Click on each heading below for expanding information on ways to improve residents’ health through planning and community design.

Develop farmer’s markets and community gardens.

Introduce or modify land use policies and zoning to promote, expand, and protect community garden and farmers’ market sites, including vacant city-owned land and unused parking lots.

Improve the nutrition environment.

  • Adopt zoning policies that restrict fast food establishments near schools and playgrounds and limit the density of fast-food outlets in residential communities.
  • Increase access to safe, free drinking water to encourage water consumption over sugary drinks. Adopt building codes requiring access to and maintenance of drinking water fountains.

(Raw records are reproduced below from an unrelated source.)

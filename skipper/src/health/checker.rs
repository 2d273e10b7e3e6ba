//! Passive health checking (C9, spec.md §4.9): no active probes, just a
//! periodic read of each endpoint's sliding-window success/failure counts,
//! converted into a drop probability fed back into load balancing.

use std::sync::Arc;
use std::time::Duration;

use crate::endpoint::EndpointRegistry;

#[derive(Debug, Clone, Copy, PartialEq)]
pub struct PassiveHealthConfig {
    pub period: Duration,
    pub min_requests: u32,
    pub failure_rate_threshold: f64,
    pub scale: f64,
    pub min_drop_probability: f64,
    pub max_drop_probability: f64,
}

/// Computes the drop probability for one endpoint's window, per spec.md
/// §4.9: `p = clamp((failure_rate - threshold) * scale, p_min, p_max)`.
/// An endpoint with fewer than `min_requests` samples this period is left
/// alone (not enough signal either way).
pub fn drop_probability(
    config: &PassiveHealthConfig,
    successes: u64,
    failures: u64,
) -> Option<f64> {
    let total = successes + failures;
    if total < config.min_requests as u64 {
        return None;
    }
    let failure_rate = failures as f64 / total as f64;
    let raw = (failure_rate - config.failure_rate_threshold) * config.scale;
    Some(raw.clamp(config.min_drop_probability, config.max_drop_probability))
}

/// Runs the passive health check loop: every `config.period`, sweeps the
/// registry's endpoints, recomputes each one's drop probability from its
/// sliding window, and resets the window for the next period.
///
/// Intended to be driven by a single `tokio::spawn`'d task for the
/// process's lifetime (see `app_context`); it never returns on its own.
pub async fn run(registry: Arc<EndpointRegistry>, config: PassiveHealthConfig) {
    let mut ticker = tokio::time::interval(config.period);
    ticker.set_missed_tick_behavior(tokio::time::MissedTickBehavior::Delay);
    loop {
        ticker.tick().await;
        tick(&registry, &config);
    }
}

fn tick(registry: &EndpointRegistry, config: &PassiveHealthConfig) {
    for state in registry.snapshot() {
        let (successes, failures) = state.reset_window();
        if let Some(p) = drop_probability(config, successes, failures) {
            state.set_drop_probability(p);
            if p > 0.0 {
                tracing::debug!(
                    successes,
                    failures,
                    drop_probability = p,
                    "passive health check updated drop probability"
                );
            }
        }
    }
}

#[cfg(test)]
mod tests {
    use super::*;

    fn config() -> PassiveHealthConfig {
        PassiveHealthConfig {
            period: Duration::from_secs(10),
            min_requests: 10,
            failure_rate_threshold: 0.1,
            scale: 2.0,
            min_drop_probability: 0.0,
            max_drop_probability: 0.95,
        }
    }

    #[test]
    fn below_min_requests_is_left_alone() {
        assert_eq!(drop_probability(&config(), 2, 1), None);
    }

    #[test]
    fn below_threshold_drops_to_zero() {
        let p = drop_probability(&config(), 95, 5).unwrap();
        assert_eq!(p, 0.0);
    }

    #[test]
    fn above_threshold_scales_and_clamps() {
        let p = drop_probability(&config(), 50, 50).unwrap();
        assert!((p - 0.8).abs() < 1e-9);

        let p_max = drop_probability(&config(), 0, 100).unwrap();
        assert_eq!(p_max, 0.95);
    }
}
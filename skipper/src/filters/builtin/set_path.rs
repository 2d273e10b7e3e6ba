//! `setPath("/new/path")` - replaces the request URI's path, preserving its
//! query string. A `<loopback>` re-entry re-matches against the new path.

use std::str::FromStr;

use async_trait::async_trait;
use http::uri::{PathAndQuery, Uri};
use pingora_proxy::Session;

use crate::proxy::context::FilterContext;
use crate::route::{Filter, FilterError, FilterSpec, Value};

pub struct SetPath {
    path: String,
}

#[async_trait]
impl Filter for SetPath {
    async fn request(&self, session: &mut Session, _ctx: &mut FilterContext) -> pingora::Result<bool> {
        let header = session.req_header_mut();
        let new_uri = rewrite_path(&header.uri, &self.path)
            .map_err(|_| pingora::Error::new_str("setPath: failed to rebuild request URI"))?;
        header.set_uri(new_uri);
        Ok(false)
    }
}

fn rewrite_path(original: &Uri, path: &str) -> Result<Uri, String> {
    let new_p_and_q_str = match original.query() {
        Some(query) => format!("{path}?{query}"),
        None => path.to_string(),
    };
    let new_p_and_q =
        PathAndQuery::from_str(&new_p_and_q_str).map_err(|e| format!("invalid path: {e}"))?;

    let mut parts = original.clone().into_parts();
    parts.path_and_query = Some(new_p_and_q);
    Uri::from_parts(parts).map_err(|e| format!("failed to reassemble uri: {e}"))
}

pub struct SetPathSpec;
impl FilterSpec for SetPathSpec {
    fn name(&self) -> &str {
        "setPath"
    }

    fn create_filter(&self, args: &[Value]) -> Result<std::sync::Arc<dyn Filter>, FilterError> {
        match args {
            [Value::Str(path)] => Ok(std::sync::Arc::new(SetPath { path: path.clone() })),
            _ => Err(FilterError::Arity {
                name: "setPath".to_string(),
                expected: "1 string argument",
                got: args.len(),
            }),
        }
    }
}

#[cfg(test)]
mod tests {
    use super::*;

    #[test]
    fn preserves_query_string() {
        let original: Uri = "/old/path?a=1&b=2".parse().unwrap();
        let rewritten = rewrite_path(&original, "/new/path").unwrap();
        assert_eq!(rewritten.path(), "/new/path");
        assert_eq!(rewritten.query(), Some("a=1&b=2"));
    }

    #[test]
    fn rewrites_without_query() {
        let original: Uri = "/old/path".parse().unwrap();
        let rewritten = rewrite_path(&original, "/b").unwrap();
        assert_eq!(rewritten.to_string(), "/b");
    }
}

Preserve open space and greenways.

Preserving open space and creating trails, urban forests and farms, community gardens, paths, and greenways provides attractive destinations and recreation spaces that improve air quality and quality of life while fostering a sense of community and improving residents’ mental health and physical activity opportunities.

Encourage pedestrian activity.

General plans, zoning codes and other planning requirements can be modified to increase the safety and feasibility of walking. Examples include:

  • Street designs that consider the needs pedestrians and cyclists (e.g., standards for lane widths).
  • Revisions to parking standards to address the negative impacts of minimum parking requirements on the pedestrian environment.
  • Installing traffic calming improvements (e.g., bulb-outs, traffic diverters, pedestrian islands and expanded sidewalks) that slow or channel auto traffic and address safety considerations.

Make walking, biking and transit the preferred transportation choices for more trips.

  • Provide a mix of moderate- and high density development within walking distance of transit stations to increase transit ridership
  • Create a pedestrian-friendly environment to encourage walking, bicycling and transit use. 
  • Reduce auto dependency and roadway congestion by locating multiple destinations and trip purposes within walking distance of one another.